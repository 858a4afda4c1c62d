mod footprint;
mod planner;
mod web;

use clap::{Args, Parser, Subcommand, ValueEnum};
use std::fs;
use std::process::ExitCode;

use crate::footprint::{compute_footprint, to_grid_cell, CameraGeometry};
use crate::planner::{render_waypoints, survey, Rectangle};
use crate::web::Config;

#[derive(Parser)]
#[command(name = "sweep-o-mat")]
#[command(about = "Lawn-mower coverage paths for aerial camera surveys")]
struct Cli {
    /// YAML configuration file
    #[arg(short, long, global = true)]
    config: Option<String>,
    #[command(subcommand)]
    command: Commands,
}

#[derive(Subcommand)]
enum Commands {
    /// Print the camera ground footprint and grid cell
    Footprint {
        #[command(flatten)]
        camera: CameraArgs,
    },
    /// Print the serpentine coverage path
    Plan {
        #[command(flatten)]
        camera: CameraArgs,
        /// JSON file with `LeftBottom`/`RightTop` corners
        #[arg(long)]
        area: Option<String>,
        #[arg(long, value_enum, default_value_t = OutputFormat::Text)]
        format: OutputFormat,
    },
    /// Serve the planner over HTTP
    Serve,
}

#[derive(Args)]
struct CameraArgs {
    /// Vertical half-angle in radians
    #[arg(long)]
    vertical: Option<f64>,
    /// Horizontal half-angle in radians
    #[arg(long)]
    horizontal: Option<f64>,
    /// Flight altitude in metres
    #[arg(long)]
    altitude: Option<f64>,
}

impl CameraArgs {
    fn resolve(&self, defaults: CameraGeometry) -> CameraGeometry {
        CameraGeometry {
            vertical_half_angle_rad: self.vertical.unwrap_or(defaults.vertical_half_angle_rad),
            horizontal_half_angle_rad: self
                .horizontal
                .unwrap_or(defaults.horizontal_half_angle_rad),
            altitude_m: self.altitude.unwrap_or(defaults.altitude_m),
        }
    }
}

#[derive(Clone, Copy, ValueEnum)]
enum OutputFormat {
    Text,
    Json,
}

fn main() -> ExitCode {
    env_logger::Builder::from_env(env_logger::Env::default().default_filter_or("info")).init();

    let cli = Cli::parse();

    let config = match &cli.config {
        Some(path) => match Config::from_file(path) {
            Ok(c) => c,
            Err(e) => {
                eprintln!("Error loading config {}: {}", path, e);
                return ExitCode::FAILURE;
            }
        },
        None => Config::default(),
    };

    match cli.command {
        Commands::Footprint { camera } => print_footprint(camera.resolve(config.camera)),
        Commands::Plan {
            camera,
            area,
            format,
        } => plan(&config, camera.resolve(config.camera), area.as_deref(), format),
        Commands::Serve => serve(config),
    }
}

fn print_footprint(camera: CameraGeometry) -> ExitCode {
    let footprint = match compute_footprint(&camera) {
        Ok(f) => f,
        Err(e) => {
            eprintln!("Error: {}", e);
            return ExitCode::FAILURE;
        }
    };
    let cell = to_grid_cell(&footprint);

    println!("FOV width:            {} m", footprint.width_m);
    println!("FOV length:           {} m", footprint.length_m);
    println!("FOV width in degree:  {}", cell.width_deg);
    println!("FOV length in degree: {}", cell.length_deg);
    ExitCode::SUCCESS
}

fn plan(
    config: &Config,
    camera: CameraGeometry,
    area_path: Option<&str>,
    format: OutputFormat,
) -> ExitCode {
    let area = match area_path {
        Some(path) => match read_area(path) {
            Ok(a) => a,
            Err(e) => {
                eprintln!("Error reading area {}: {}", path, e);
                return ExitCode::FAILURE;
            }
        },
        None => config.area,
    };

    let plan = match survey(&area, &camera) {
        Ok(p) => p,
        Err(e) => {
            eprintln!("Planning error: {}", e);
            return ExitCode::FAILURE;
        }
    };

    match format {
        OutputFormat::Text => println!("Navigation as: {}", render_waypoints(&plan.waypoints)),
        OutputFormat::Json => match serde_json::to_string_pretty(&plan) {
            Ok(json) => println!("{}", json),
            Err(e) => {
                eprintln!("Error encoding path: {}", e);
                return ExitCode::FAILURE;
            }
        },
    }
    ExitCode::SUCCESS
}

fn read_area(path: &str) -> Result<Rectangle, Box<dyn std::error::Error>> {
    let json = fs::read_to_string(path)?;
    Ok(serde_json::from_str(&json)?)
}

fn serve(config: Config) -> ExitCode {
    let runtime = match tokio::runtime::Runtime::new() {
        Ok(r) => r,
        Err(e) => {
            eprintln!("Error starting runtime: {}", e);
            return ExitCode::FAILURE;
        }
    };

    match runtime.block_on(web::run_server(config)) {
        Ok(()) => ExitCode::SUCCESS,
        Err(e) => {
            log::error!("Server error: {}", e);
            ExitCode::FAILURE
        }
    }
}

● ● ●

- [Directions for this task]: Write each entry out again. Do not change a word.

- [Answer to this task]:
repository 858a4afda4c1c62d
mod footprint;
mod planner;
mod web;

use clap::{Args, Parser, Subcommand, ValueEnum};
use std::fs;
use std::process::ExitCode;

use crate::footprint::{compute_footprint, to_grid_cell, CameraGeometry};
use crate::planner::{render_waypoints, survey, Rectangle};
use crate::web::Config;

#[derive(Parser)]
#[command(name = "sweep-o-mat")]
#[command(about = "Lawn-mower coverage paths for aerial camera surveys")]
struct Cli {
    /// YAML configuration file
    #[arg(short, long, global = true)]
    config: Option<String>,
    #[command(subcommand)]
    command: Commands,
}

#[derive(Subcommand)]
enum Commands {
    /// Print the camera ground footprint and grid cell
    Footprint {
        #[command(flatten)]
        camera: CameraArgs,
    },
    /// Print the serpentine coverage path
    Plan {
        #[command(flatten)]
        camera: CameraArgs,
        /// JSON file with `LeftBottom`/`RightTop` corners
        #[arg(long)]
        area: Option<String>,
        #[arg(long, value_enum, default_value_t = OutputFormat::Text)]
        format: OutputFormat,
    },
    /// Serve the planner over HTTP
    Serve,
}

#[derive(Args)]
struct CameraArgs {
    /// Vertical half-angle in radians
    #[arg(long)]
    vertical: Option<f64>,
    /// Horizontal half-angle in radians
    #[arg(long)]
    horizontal: Option<f64>,
    /// Flight altitude in metres
    #[arg(long)]
    altitude: Option<f64>,
}

impl CameraArgs {
    fn resolve(&self, defaults: CameraGeometry) -> CameraGeometry {
        CameraGeometry {
            vertical_half_angle_rad: self.vertical.unwrap_or(defaults.vertical_half_angle_rad),
            horizontal_half_angle_rad: self
                .horizontal
                .unwrap_or(defaults.horizontal_half_angle_rad),
            altitude_m: self.altitude.unwrap_or(defaults.altitude_m),
        }
    }
}

#[derive(Clone, Copy, ValueEnum)]
enum OutputFormat {
    Text,
    Json,
}

fn main() -> ExitCode {
    env_logger::Builder::from_env(env_logger::Env::default().default_filter_or("info")).init();

    let cli = Cli::parse();

    let config = match &cli.config {
        Some(path) => match Config::from_file(path) {
            Ok(c) => c,
            Err(e) => {
                eprintln!("Error loading config {}: {}", path, e);
                return ExitCode::FAILURE;
            }
        },
        None => Config::default(),
    };

    match cli.command {
        Commands::Footprint { camera } => print_footprint(camera.resolve(config.camera)),
        Commands::Plan {
            camera,
            area,
            format,
        } => plan(&config, camera.resolve(config.camera), area.as_deref(), format),
        Commands::Serve => serve(config),
    }
}

fn print_footprint(camera: CameraGeometry) -> ExitCode {
    let footprint = match compute_footprint(&camera) {
        Ok(f) => f,
        Err(e) => {
            eprintln!("Error: {}", e);
            return ExitCode::FAILURE;
        }
    };
    let cell = to_grid_cell(&footprint);

    println!("FOV width:            {} m", footprint.width_m);
    println!("FOV length:           {} m", footprint.length_m);
    println!("FOV width in degree:  {}", cell.width_deg);
    println!("FOV length in degree: {}", cell.length_deg);
    ExitCode::SUCCESS
}

fn plan(
    config: &Config,
    camera: CameraGeometry,
    area_path: Option<&str>,
    format: OutputFormat,
) -> ExitCode {
    let area = match area_path {
        Some(path) => match read_area(path) {
            Ok(a) => a,
            Err(e) => {
                eprintln!("Error reading area {}: {}", path, e);
                return ExitCode::FAILURE;
            }
        },
        None => config.area,
    };

    let plan = match survey(&area, &camera) {
        Ok(p) => p,
        Err(e) => {
            eprintln!("Planning error: {}", e);
            return ExitCode::FAILURE;
        }
    };

    match format {
        OutputFormat::Text => println!("Navigation as: {}", render_waypoints(&plan.waypoints)),
        OutputFormat::Json => match serde_json::to_string_pretty(&plan) {
            Ok(json) => println!("{}", json),
            Err(e) => {
                eprintln!("Error encoding path: {}", e);
                return ExitCode::FAILURE;
            }
        },
    }
    ExitCode::SUCCESS
}

fn read_area(path: &str) -> Result<Rectangle, Box<dyn std::error::Error>> {
    let json = fs::read_to_string(path)?;
    Ok(serde_json::from_str(&json)?)
}

fn serve(config: Config) -> ExitCode {
    let runtime = match tokio::runtime::Runtime::new() {
        Ok(r) => r,
        Err(e) => {
            eprintln!("Error starting runtime: {}", e);
            return ExitCode::FAILURE;
        }
    };

    match runtime.block_on(web::run_server(config)) {
        Ok(()) => ExitCode::SUCCESS,
        Err(e) => {
            log::error!("Server error: {}", e);
            ExitCode::FAILURE
        }
    }
}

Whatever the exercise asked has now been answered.